Preparation tip: Guacamole is an easy way to enjoy avocado. Mash two avocados and stir in two tablespoons diced red onion, a half cup diced tomato, half a minced jalepeño, two minced garlic cloves, a half cup chopped coriander, three tablespoons lime juice, salt and pepper. Serve with chips or vegetables.
Peaches
Why they’re good for you: One medium peach contains just 250 kilojoules and two grams of fibre, plus vitamin C and beta-carotene, a heart-protective antioxidant. This juicy fruit also contains potassium, a mineral critical for regulating fluid and electrolyte levels, making peaches a tasty choice for rehydrating after a warm run.
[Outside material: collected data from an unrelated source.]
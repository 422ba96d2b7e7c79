//! Console runs against a mocked backend.

use realtime_console::app::{Console, RefreshSchedule};
use realtime_console::credentials::Credentials;
use realtime_console::error::ConsoleError;

use common::RedactedToken;
use models::{AuthResponse, AuthState, RealtimeMessage};
use realtime_core::{MessageHandler, RealtimeConfig};

use std::future::Future;
use std::sync::Arc;
use std::time::Duration;

use serde_json::json;
use wiremock::matchers::{header, method, path};
use wiremock::{Mock, MockServer, ResponseTemplate};

const ACCESS_TOKEN: &str = "console-access-token";

fn config_for(server: &MockServer) -> RealtimeConfig {
    let mut config = RealtimeConfig::default();
    config.api.base_url = server.uri();
    config.realtime.enabled = false;
    config
}

fn ignore_messages() -> MessageHandler {
    Arc::new(|_: &RealtimeMessage| {})
}

fn login_response() -> ResponseTemplate {
    ResponseTemplate::new(200).set_body_json(json!({
        "status": 200,
        "message": "Login successful",
        "data": {
            "accessToken": ACCESS_TOKEN,
            "refreshToken": "console-refresh-token",
            "tokenType": "Bearer",
            "expiresIn": 3600
        }
    }))
}

/// Resolves once the console's session is signed in.
fn once_signed_in(console: &Console) -> impl Future<Output = ()> + 'static {
    let mut rx = console.session().subscribe();
    async move {
        let _ = rx.wait_for(|state| state.is_authenticated()).await;
    }
}

fn password() -> Credentials {
    Credentials::Password {
        username: "dispatcher".to_string(),
        password: RedactedToken::new("secret"),
    }
}

/// **VALUE**: A full run logs in, and on shutdown logs out with the bearer and
/// leaves the session signed out.
///
/// **WHY THIS MATTERS**: ctrl-c must release the server-side session too,
/// otherwise tokens pile up for every console restart.
#[tokio::test]
async fn given_password_credentials_when_run_until_shutdown_then_login_and_logout() {
    // GIVEN: A backend expecting one login and one logout
    let server = MockServer::start().await;
    Mock::given(method("POST"))
        .and(path("/api/auth/login"))
        .respond_with(login_response())
        .expect(1)
        .mount(&server)
        .await;
    Mock::given(method("POST"))
        .and(path("/api/auth/logout"))
        .and(header("authorization", format!("Bearer {ACCESS_TOKEN}").as_str()))
        .respond_with(ResponseTemplate::new(200))
        .expect(1)
        .mount(&server)
        .await;
    let console = Console::new(config_for(&server)).unwrap();

    // WHEN: Running until shutdown right after sign-in
    let shutdown = once_signed_in(&console);
    let result = console.run_until(password(), ignore_messages(), shutdown).await;

    // THEN: Clean exit, signed out
    assert!(result.is_ok(), "Run failed: {result:?}");
    let mut rx = console.session().subscribe();
    rx.wait_for(|state| *state == AuthState::Unauthenticated)
        .await
        .unwrap();
}

/// **VALUE**: A pre-issued token skips login entirely.
#[tokio::test]
async fn given_access_token_when_run_then_no_login_call() {
    let server = MockServer::start().await;
    Mock::given(method("POST"))
        .and(path("/api/auth/login"))
        .respond_with(login_response())
        .expect(0)
        .mount(&server)
        .await;
    Mock::given(method("POST"))
        .and(path("/api/auth/logout"))
        .and(header("authorization", "Bearer pre-issued"))
        .respond_with(ResponseTemplate::new(200))
        .expect(1)
        .mount(&server)
        .await;
    let console = Console::new(config_for(&server)).unwrap();
    let shutdown = once_signed_in(&console);

    let result = console
        .run_until(
            Credentials::AccessToken(RedactedToken::new("pre-issued")),
            ignore_messages(),
            shutdown,
        )
        .await;

    assert!(result.is_ok(), "Run failed: {result:?}");
}

/// **VALUE**: Shutdown during a slow login ends the run without waiting for
/// the backend.
///
/// **BUG THIS CATCHES**: Awaiting the login before watching for shutdown
/// leaves ctrl-c ignored until the HTTP call returns or times out.
#[tokio::test]
async fn given_slow_login_when_shutdown_requested_then_run_ends_promptly() {
    // GIVEN: A backend that takes far longer to answer than the shutdown delay
    let server = MockServer::start().await;
    Mock::given(method("POST"))
        .and(path("/api/auth/login"))
        .respond_with(login_response().set_delay(Duration::from_secs(20)))
        .mount(&server)
        .await;
    let console = Console::new(config_for(&server)).unwrap();

    // WHEN: Shutdown fires while the login is in flight
    let run = console.run_until(
        password(),
        ignore_messages(),
        tokio::time::sleep(Duration::from_millis(200)),
    );
    let result = tokio::time::timeout(Duration::from_secs(5), run)
        .await
        .expect("Run ignored shutdown during sign-in");

    // THEN: Clean exit, signed out
    assert!(result.is_ok(), "Run failed: {result:?}");
    assert_eq!(console.session().current(), AuthState::Unauthenticated);
}

/// **VALUE**: Rejected credentials end the run with a session error.
#[tokio::test]
async fn given_rejected_credentials_when_run_then_session_error() {
    let server = MockServer::start().await;
    Mock::given(method("POST"))
        .and(path("/api/auth/login"))
        .respond_with(ResponseTemplate::new(401).set_body_string("Bad credentials"))
        .mount(&server)
        .await;
    let console = Console::new(config_for(&server)).unwrap();

    let result = console
        .run_until(password(), ignore_messages(), std::future::pending())
        .await;

    assert!(matches!(result, Err(ConsoleError::Session { .. })));
    assert_eq!(console.session().current(), AuthState::Unauthenticated);
}

/// **VALUE**: Token refresh is scheduled at 80% of the lifetime, with a floor.
#[test]
fn given_auth_responses_when_scheduled_then_refresh_before_expiry() {
    let response = |expires_in: u64| -> AuthResponse {
        serde_json::from_value(json!({
            "accessToken": "a",
            "refreshToken": "r",
            "expiresIn": expires_in
        }))
        .unwrap()
    };

    let hour = RefreshSchedule::from_response(&response(3600)).unwrap();
    assert_eq!(hour.refresh_in, Duration::from_secs(2880));
    assert_eq!(hour.refresh_token.expose(), "r");

    let short = RefreshSchedule::from_response(&response(2)).unwrap();
    assert_eq!(short.refresh_in, Duration::from_secs(5));

    assert!(RefreshSchedule::from_response(&response(0)).is_none());
}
Preparation tip: Peach Melba is a classic summer treat, with poached peaches, vanilla ice cream and raspberry sauce. Or try white wine–marinated peaches: Peel, pit and slice six peaches. Mix with 1 1/2 cups white wine, 3/4 cup sugar, and 1/2 teaspoon cinnamon. Let mix stand for a half hour (or refrigerate two hours).
Sour Cherries
Why they’re good for you: Sour (or tart) cherries are nature’s painkiller. Studies show that runners who drank tart-cherry juice twice daily for a week before a long race reported less pain than placebo drinkers. Choose whole cherries more often than juice; one cup of fruit has half the kilojoules and more fibre than the juice.
Preparation tip: Sour cherries are delicious in cobbler and pie, and in quick-bread batter. Or make sour-cherry syrup: Boil four cups pitted cherries with 3/4 cup sugar and 1/4 cup water for 10 minutes (add a splash of lemon or lime juice if you like). Pour in a jar and store in the fridge. Ladle the fruit over waffles or ice cream.
Strawberries
Why they’re good for you: This delicious summer fruit contain anthocyanins, which are found in other red and blue fruits and help reduce inflammation and counteract muscle damage from exercise. One cup of strawberry halves contains just 205 kilojoules and nearly 150 per cent of your recommended daily intake for vitamin C.
Preparation tip: Strawberries with balsamic vinegar is a simple Italian dessert. The acidity of the vinegar brings out the sweet-tartness of strawberries. In a bowl add two drops of balsamic vinegar to one teaspoon of sugar. Toss a pint of clean, hulled strawberries into the mixture. Marinate for a few minutes.